NI me ha sorprendido ni me ha dejado de sorprender que Madrid no haya sido finalmente elegida como sede de las Olimpiadas de 2016. Y es que eso, la sorpresa, tiene como presupuesto el conocimiento previo de unos criterios claros que más tarde, por verificación, permiten examinar y enjuiciar el fundamento de lo acordado. Nada que ver con lo que ocurre aquí. Es la voluntad pura y dura de los miembros del COI, literalmente irresponsables, la que da y quita lo que le viene en gana.

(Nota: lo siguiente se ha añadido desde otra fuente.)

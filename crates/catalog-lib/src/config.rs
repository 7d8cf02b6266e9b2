//! Picker configuration

use anyhow::Result;
use serde::Deserialize;

/// Tunable settings, read once at startup and passed into components
#[derive(Debug, Clone, Deserialize)]
pub struct Settings {
    /// Scheme for derived orb.local URLs
    #[serde(default = "default_url_scheme")]
    pub url_scheme: String,

    /// How long a cached catalog snapshot stays fresh, in milliseconds
    #[serde(default = "default_cache_ttl_ms")]
    pub cache_ttl_ms: u64,

    /// Sample CPU/memory usage for running containers (slower refresh)
    #[serde(default)]
    pub enable_stats: bool,

    /// Window passed to `docker logs --since`
    #[serde(default = "default_logs_since")]
    pub logs_since: String,

    /// Last-resort shell for the exec action
    #[serde(default = "default_fallback_shell")]
    pub fallback_shell: String,
}

fn default_url_scheme() -> String {
    "https".to_string()
}

fn default_cache_ttl_ms() -> u64 {
    2000
}

fn default_logs_since() -> String {
    "10m".to_string()
}

fn default_fallback_shell() -> String {
    "/bin/sh".to_string()
}

impl Default for Settings {
    fn default() -> Self {
        Self {
            url_scheme: default_url_scheme(),
            cache_ttl_ms: default_cache_ttl_ms(),
            enable_stats: false,
            logs_since: default_logs_since(),
            fallback_shell: default_fallback_shell(),
        }
    }
}

impl Settings {
    /// Load configuration from `ORBPICK_*` environment variables
    pub fn load() -> Result<Self> {
        let config = config::Config::builder()
            .add_source(config::Environment::with_prefix("ORBPICK").try_parsing(true))
            .build()?;

        Ok(config.try_deserialize().unwrap_or_default())
    }
}
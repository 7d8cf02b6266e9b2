//! Container runtime access via the Docker-compatible CLI
//!
//! The catalog only ever issues three read-only queries: list, inspect, and
//! stats. All of them degrade to empty results when the runtime is missing or
//! misbehaving; the picker must stay useful no matter what the runtime does.

mod docker;


pub use docker::{DockerCli, RuntimeError};

use crate::models::{ContainerStats, RawContainer, RawInspect};
use std::collections::HashMap;

pub use async_trait::async_trait;

/// Read-only queries the catalog needs from a container runtime
#[async_trait]
pub trait ContainerRuntime: Send + Sync {
    /// All containers, running or not
    async fn list_containers(&self) -> Vec<RawContainer>;

    /// Detailed records keyed by full container id
    async fn inspect_containers(&self, ids: &[String]) -> HashMap<String, RawInspect>;

    /// Point-in-time usage keyed by the id the runtime echoes back
    async fn sample_stats(&self, ids: &[String]) -> HashMap<String, ContainerStats>;
}
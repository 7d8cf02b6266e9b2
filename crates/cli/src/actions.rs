//! Dispatcher for the action payloads attached to launcher items
//!
//! Runtime failures are reported through the notifier rather than the exit
//! code; the process fails only when the payload itself cannot be parsed.

use std::process::Stdio;
use std::sync::Arc;
use std::time::Duration;

use anyhow::{Context, Result};
use catalog_lib::{ContainerCatalog, DockerCli, EnrichedContainer, RuntimeError, Settings};
use tokio::io::AsyncWriteExt;
use tokio::process::Command;
use tracing::warn;

use crate::items::{ActionKind, ActionPayload, ProjectAction};
use crate::notify::{applescript_escape, Notifier};

/// start/stop/restart can sit behind the runtime's stop grace period
const MUTATE_TIMEOUT: Duration = Duration::from_secs(30);
/// Quick state checks and in-container shell probes
const PROBE_TIMEOUT: Duration = Duration::from_secs(5);
/// open, pbcopy, and osascript helpers
const HELPER_TIMEOUT: Duration = Duration::from_secs(10);

/// Shells probed inside the container, most comfortable first
const SHELL_CANDIDATES: &[&str] = &["/bin/bash", "/bin/sh", "/bin/zsh"];

pub struct ActionDispatcher {
    runtime: DockerCli,
    catalog: ContainerCatalog,
    settings: Settings,
    notifier: Arc<dyn Notifier>,
}

impl ActionDispatcher {
    pub fn new(
        runtime: DockerCli,
        catalog: ContainerCatalog,
        settings: Settings,
        notifier: Arc<dyn Notifier>,
    ) -> Self {
        Self {
            runtime,
            catalog,
            settings,
            notifier,
        }
    }

    /// Parses and executes one payload. `Err` means the payload itself was
    /// unusable; everything that goes wrong afterwards is reported through
    /// the notifier instead.
    pub async fn run(&self, payload_json: &str) -> Result<()> {
        let payload: ActionPayload =
            serde_json::from_str(payload_json).context("invalid action payload")?;
        self.dispatch(&payload).await;
        Ok(())
    }

    pub async fn dispatch(&self, payload: &ActionPayload) {
        match effective_action(payload) {
            ActionKind::OpenUrl => self.open_url(&payload.url).await,
            ActionKind::Start => self.mutate("start", "Started", payload).await,
            ActionKind::Stop => self.mutate("stop", "Stopped", payload).await,
            ActionKind::Restart => self.mutate("restart", "Restarted", payload).await,
            ActionKind::Logs => self.open_logs(payload).await,
            ActionKind::CopyUrl => self.copy_url(&payload.url).await,
            ActionKind::ProjectAction => self.project_action(payload).await,
            ActionKind::Default | ActionKind::Shell => self.open_shell(payload).await,
        }
    }

    async fn open_url(&self, url: &str) {
        if url.is_empty() {
            self.notifier.error("No URL provided").await;
            return;
        }

        match run_helper("open", &[url]).await {
            Ok(()) => self.notifier.notify(&format!("Opened {url}")).await,
            Err(e) => {
                warn!(error = %e, url, "Failed to open URL");
                self.notifier.error(&format!("Failed to open {url}")).await;
            }
        }
    }

    /// One start/stop/restart of a single container
    async fn mutate(&self, verb: &str, past: &str, payload: &ActionPayload) {
        if payload.id.is_empty() {
            self.notifier.error("No container ID provided").await;
            return;
        }

        match self
            .runtime
            .run(&[verb, payload.id.as_str()], MUTATE_TIMEOUT)
            .await
        {
            Ok(_) => {
                self.catalog.invalidate();
                self.notifier
                    .notify(&format!("{past} container {}", short_id(&payload.id)))
                    .await;
            }
            Err(e) => {
                warn!(error = %e, verb, container_id = %payload.id, "Container mutation failed");
                self.notifier
                    .error(&format!("Failed to {verb} container: {}", failure_detail(&e)))
                    .await;
            }
        }
    }

    async fn open_logs(&self, payload: &ActionPayload) {
        if payload.id.is_empty() {
            self.notifier.error("No container ID provided").await;
            return;
        }
        let Some(binary) = self.runtime.binary() else {
            self.notifier.error("Docker not found").await;
            return;
        };

        let command = format!(
            "\"{}\" logs --since={} --tail=200 -f {}",
            binary.display(),
            self.settings.logs_since,
            payload.id
        );
        self.open_terminal(&command, &format!("Logs: {}", display_label(payload)))
            .await;
    }

    async fn open_shell(&self, payload: &ActionPayload) {
        if payload.id.is_empty() {
            self.notifier.error("No container ID provided").await;
            return;
        }
        let Some(binary) = self.runtime.binary() else {
            self.notifier.error("Docker not found").await;
            return;
        };

        // exec -it needs a live container
        let running = self
            .runtime
            .run(
                &["inspect", "-f", "{{.State.Running}}", payload.id.as_str()],
                PROBE_TIMEOUT,
            )
            .await
            .map(|out| out.trim() == "true")
            .unwrap_or(false);
        if !running {
            self.notifier.error("Container is not running").await;
            return;
        }

        for shell in self.shell_candidates() {
            let probe = self
                .runtime
                .run(
                    &["exec", payload.id.as_str(), "test", "-f", shell.as_str()],
                    PROBE_TIMEOUT,
                )
                .await;
            if probe.is_ok() {
                let command = format!(
                    "\"{}\" exec -it {} {}",
                    binary.display(),
                    payload.id,
                    shell
                );
                self.open_terminal(&command, &format!("Shell: {}", display_label(payload)))
                    .await;
                return;
            }
        }

        self.notifier
            .error("No suitable shell found in container")
            .await;
    }

    /// The built-in candidates, with the configured fallback appended when
    /// it is not already one of them
    fn shell_candidates(&self) -> Vec<String> {
        let mut candidates: Vec<String> =
            SHELL_CANDIDATES.iter().map(|s| s.to_string()).collect();

        let fallback = self.settings.fallback_shell.trim();
        if !fallback.is_empty() && !candidates.iter().any(|c| c == fallback) {
            candidates.push(fallback.to_string());
        }
        candidates
    }

    async fn copy_url(&self, url: &str) {
        if url.is_empty() {
            self.notifier.error("No URL provided").await;
            return;
        }

        match pipe_to_pbcopy(url).await {
            Ok(()) => self.notifier.notify(&format!("Copied {url}")).await,
            Err(e) => {
                warn!(error = %e, "Clipboard copy failed");
                self.notifier.error("Failed to copy URL").await;
            }
        }
    }

    async fn project_action(&self, payload: &ActionPayload) {
        let Some(project) = payload.project.as_deref().filter(|p| !p.is_empty()) else {
            self.notifier.error("No project specified").await;
            return;
        };

        let members = self.catalog.project_containers(project).await;
        if members.is_empty() {
            self.notifier
                .error(&format!("No containers found for project {project}"))
                .await;
            return;
        }

        let description = format!("project {project}");
        match payload.project_action {
            Some(ProjectAction::StartProject) => {
                let stopped: Vec<&EnrichedContainer> =
                    members.iter().filter(|c| !c.status.is_running()).collect();
                if stopped.is_empty() {
                    self.notifier
                        .notify(&format!("All containers in {project} are already running"))
                        .await;
                } else {
                    self.batch("start", "Started", &stopped, &description).await;
                }
            }
            Some(ProjectAction::StopProject) => {
                let running: Vec<&EnrichedContainer> =
                    members.iter().filter(|c| c.status.is_running()).collect();
                if running.is_empty() {
                    self.notifier
                        .notify(&format!("All containers in {project} are already stopped"))
                        .await;
                } else {
                    self.batch("stop", "Stopped", &running, &description).await;
                }
            }
            None => self.notifier.error("No project action specified").await,
        }
    }

    /// Applies one verb to every container, then reports the tally
    async fn batch(
        &self,
        verb: &str,
        past: &str,
        containers: &[&EnrichedContainer],
        description: &str,
    ) {
        let mut succeeded = 0usize;
        for container in containers {
            match self
                .runtime
                .run(&[verb, container.id.as_str()], MUTATE_TIMEOUT)
                .await
            {
                Ok(_) => succeeded += 1,
                Err(e) => {
                    warn!(error = %e, container_id = %container.id, "Batch mutation failed")
                }
            }
        }

        self.catalog.invalidate();

        if succeeded == containers.len() {
            self.notifier
                .notify(&format!(
                    "Successfully {} {succeeded} containers in {description}",
                    past.to_lowercase()
                ))
                .await;
        } else if succeeded > 0 {
            self.notifier
                .notify(&format!(
                    "{past} {succeeded}/{} containers in {description}",
                    containers.len()
                ))
                .await;
        } else {
            self.notifier
                .error(&format!("Failed to {verb} containers in {description}"))
                .await;
        }
    }

    async fn open_terminal(&self, command: &str, title: &str) {
        let script = format!(
            "tell application \"Terminal\"\n\
             \tactivate\n\
             \tdo script \"{}\"\n\
             \tset custom title of front window to \"{}\"\n\
             end tell",
            applescript_escape(command),
            applescript_escape(title)
        );

        if let Err(e) = run_helper("osascript", &["-e", &script]).await {
            warn!(error = %e, "Failed to open Terminal window");
            self.notifier.error("Failed to open terminal").await;
        }
    }
}

/// `default` resolves to the payload's precomputed action; everything else
/// stands for itself. The fallback is a shell, matching the non-web default.
fn effective_action(payload: &ActionPayload) -> ActionKind {
    match payload.action {
        ActionKind::Default => match payload.default_action.unwrap_or(ActionKind::Shell) {
            ActionKind::Default => ActionKind::Shell,
            resolved => resolved,
        },
        action => action,
    }
}

fn short_id(id: &str) -> &str {
    id.get(..12).unwrap_or(id)
}

/// Container name when the payload has one, short id otherwise
fn display_label(payload: &ActionPayload) -> &str {
    if payload.name.is_empty() {
        short_id(&payload.id)
    } else {
        &payload.name
    }
}

/// Prefer the runtime's own stderr over the error wrapper when present
fn failure_detail(error: &RuntimeError) -> String {
    match error {
        RuntimeError::CommandFailed { stderr, .. } if !stderr.is_empty() => stderr.clone(),
        other => other.to_string(),
    }
}

/// Spawns a helper program and treats any non-zero exit as failure
async fn run_helper(program: &str, args: &[&str]) -> Result<()> {
    let output = tokio::time::timeout(
        HELPER_TIMEOUT,
        Command::new(program).args(args).kill_on_drop(true).output(),
    )
    .await
    .with_context(|| format!("{program} timed out"))?
    .with_context(|| format!("failed to run {program}"))?;

    if output.status.success() {
        Ok(())
    } else {
        anyhow::bail!(
            "{program} exited with {:?}: {}",
            output.status.code(),
            String::from_utf8_lossy(&output.stderr).trim()
        )
    }
}

async fn pipe_to_pbcopy(text: &str) -> Result<()> {
    let mut child = Command::new("pbcopy")
        .stdin(Stdio::piped())
        .kill_on_drop(true)
        .spawn()
        .context("failed to run pbcopy")?;

    let mut stdin = child.stdin.take().context("pbcopy stdin unavailable")?;
    stdin
        .write_all(text.as_bytes())
        .await
        .context("failed to write to pbcopy")?;
    drop(stdin);

    let status = tokio::time::timeout(HELPER_TIMEOUT, child.wait())
        .await
        .context("pbcopy timed out")?
        .context("pbcopy did not exit")?;

    if status.success() {
        Ok(())
    } else {
        anyhow::bail!("pbcopy exited with {:?}", status.code())
    }
}
//! Client-side navigation for the RelVal submission frontend.
//!
//! The RelVal submission UI is a single-page application over tickets
//! that batch-create release-validation campaigns, the RelVals
//! themselves, and a dashboard. This crate is the navigation core of
//! that UI — the part that turns "where the app should be" into a URL
//! and back:
//!
//! - [`router`]: the route table — ordered, named routes holding opaque
//!   view handles, first-match resolution and reverse URL rendering
//! - [`query`]: the query-string codec — bracket-notation nesting with
//!   `*`, `/`, `!` and `,` kept literal so filter expressions stay
//!   readable in the address bar
//! - [`routes`]: the application route table itself
//! - [`logging`](mod@logging): console/`tracing` macros shared by the
//!   modules above
//!
//! Rendering, data fetching and configuration stay with the host: views
//! are opaque handles the router associates with names but never
//! invokes, and the base path prefix is passed in rather than read from
//! the environment.
//!
//! # Example
//!
//! ```
//! use relval_pages::{AppViews, NavigationTarget, app_router};
//!
//! let router = app_router(
//! 	AppViews {
//! 		home: "home",
//! 		dashboard: "dashboard",
//! 		tickets: "tickets",
//! 		tickets_edit: "tickets-edit",
//! 		relvals: "relvals",
//! 		relvals_edit: "relvals-edit",
//! 		relvals_edit_many: "relvals-edit-many",
//! 	},
//! 	"",
//! );
//!
//! // Navigation intent -> URL, with the wildcard kept readable.
//! let url = router
//! 	.url_for(&NavigationTarget::new("relvals").query_value("prepid", "*2024*"))
//! 	.unwrap();
//! assert_eq!(url, "/relvals?prepid=*2024*");
//!
//! // Incoming URL -> resolved navigational state.
//! let resolved = router.resolve(&url).unwrap();
//! assert_eq!(resolved.route.name(), "relvals");
//! ```

#![warn(missing_docs)]

// Logging macros (exported at the crate root via #[macro_export])
pub mod logging;

// Query-string codec
pub mod query;

// Client-side routing
pub mod router;

// Application route table
pub mod routes;

// Re-export commonly used types
pub use query::QueryMap;
pub use router::{
	HistoryState, NavigationTarget, NavigationType, PathPattern, Resolution, Route, RouteMatch,
	Router, RouterError,
};
pub use routes::{AppViews, app_router};
//! Path patterns for the route table.

use regex::Regex;
use std::collections::HashMap;

/// A compiled URL path pattern.
///
/// Patterns are literal paths with optional `{name}` placeholders, e.g.
/// `/relvals/{prepid}`. Matching is exact: a pattern without placeholders
/// matches only its own literal path, and a prefix never matches a longer
/// path.
///
/// # Example
///
/// ```
/// use relval_pages::PathPattern;
///
/// let pattern = PathPattern::new("/relvals/{prepid}");
/// let params = pattern.matches("/relvals/CMSSW_14_0_0-139.001").unwrap();
/// assert_eq!(params["prepid"], "CMSSW_14_0_0-139.001");
/// assert!(pattern.matches("/relvals").is_none());
/// ```
#[derive(Debug, Clone)]
pub struct PathPattern {
	raw: String,
	regex: Option<Regex>,
	param_names: Vec<String>,
}

impl PathPattern {
	/// Compiles a pattern.
	///
	/// Placeholders match one non-empty path segment (`[^/]+`); all other
	/// text is taken literally. An unbalanced `{` is treated as literal
	/// text rather than rejected.
	pub fn new(pattern: &str) -> Self {
		let mut source = String::from("^");
		let mut param_names = Vec::new();
		let mut rest = pattern;

		while let Some(open) = rest.find('{') {
			let after = &rest[open + 1..];
			let Some(close) = after.find('}') else {
				break;
			};
			source.push_str(&regex::escape(&rest[..open]));
			source.push_str("([^/]+)");
			param_names.push(after[..close].to_string());
			rest = &after[close + 1..];
		}
		source.push_str(&regex::escape(rest));
		source.push('$');

		Self {
			raw: pattern.to_string(),
			regex: Regex::new(&source).ok(),
			param_names,
		}
	}

	/// Returns the pattern as declared.
	pub fn as_str(&self) -> &str {
		&self.raw
	}

	/// Returns the placeholder names, in pattern order.
	pub fn param_names(&self) -> &[String] {
		&self.param_names
	}

	/// Matches a path against this pattern, extracting placeholder values.
	///
	/// Returns `None` when the path does not match; the map is empty for
	/// patterns without placeholders.
	pub fn matches(&self, path: &str) -> Option<HashMap<String, String>> {
		let Some(regex) = &self.regex else {
			// Pattern failed to compile; fall back to literal comparison.
			return (self.raw == path).then(HashMap::new);
		};

		let captures = regex.captures(path)?;
		let mut params = HashMap::new();
		for (name, capture) in self.param_names.iter().zip(captures.iter().skip(1)) {
			if let Some(capture) = capture {
				params.insert(name.clone(), capture.as_str().to_string());
			}
		}
		Some(params)
	}

	/// Substitutes placeholder values back into the pattern.
	///
	/// Returns `None` when a placeholder has no value in `params`; extra
	/// entries in `params` are ignored.
	pub fn reverse(&self, params: &HashMap<String, String>) -> Option<String> {
		let mut path = String::new();
		let mut rest = self.raw.as_str();

		while let Some(open) = rest.find('{') {
			let after = &rest[open + 1..];
			let Some(close) = after.find('}') else {
				break;
			};
			path.push_str(&rest[..open]);
			path.push_str(params.get(&after[..close])?);
			rest = &after[close + 1..];
		}
		path.push_str(rest);
		Some(path)
	}
}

Sí, en cambio, me resultó verdaderamente pintoresco que un buen número de líderes insignes, incluido el emperador Obama, doblaran por turno la cerviz ante el senado olímpico, un grupito de mamadores que viven como el que lo inventó y cuya fuente de legitimidad permanece ignorada. La pregunta se cae por su peso: ¿y éstos quiénes demonios son para que babeen ante ellos los teóricamente poderosos del mundo? Sospecho que no lo sabe nadie y, siendo así, la ceremonia ha de incluirse entre los ejemplos más destacados de lo absurdo.

Podría objetárseme que es la "autoridad moral", su prestigio intachable como valedores del movimiento, lo que les otorga tan libérrimas e inapelables facultades. Pero, por desgracia, los antecedentes invalidan ese argumento. No han sido pocos los escándalos que han salpicado a miembros del COI. Sobornos, privilegios, trapicheos con las autoridades municipales de las ciudades candidatas, favores de las grandes multinacionales, ventas a la puja del voto y todo un catálogo de golferías que les aleja de la cima de lo modélico y les acerca, y mucho, al viejísimo arrabal de los pícaros.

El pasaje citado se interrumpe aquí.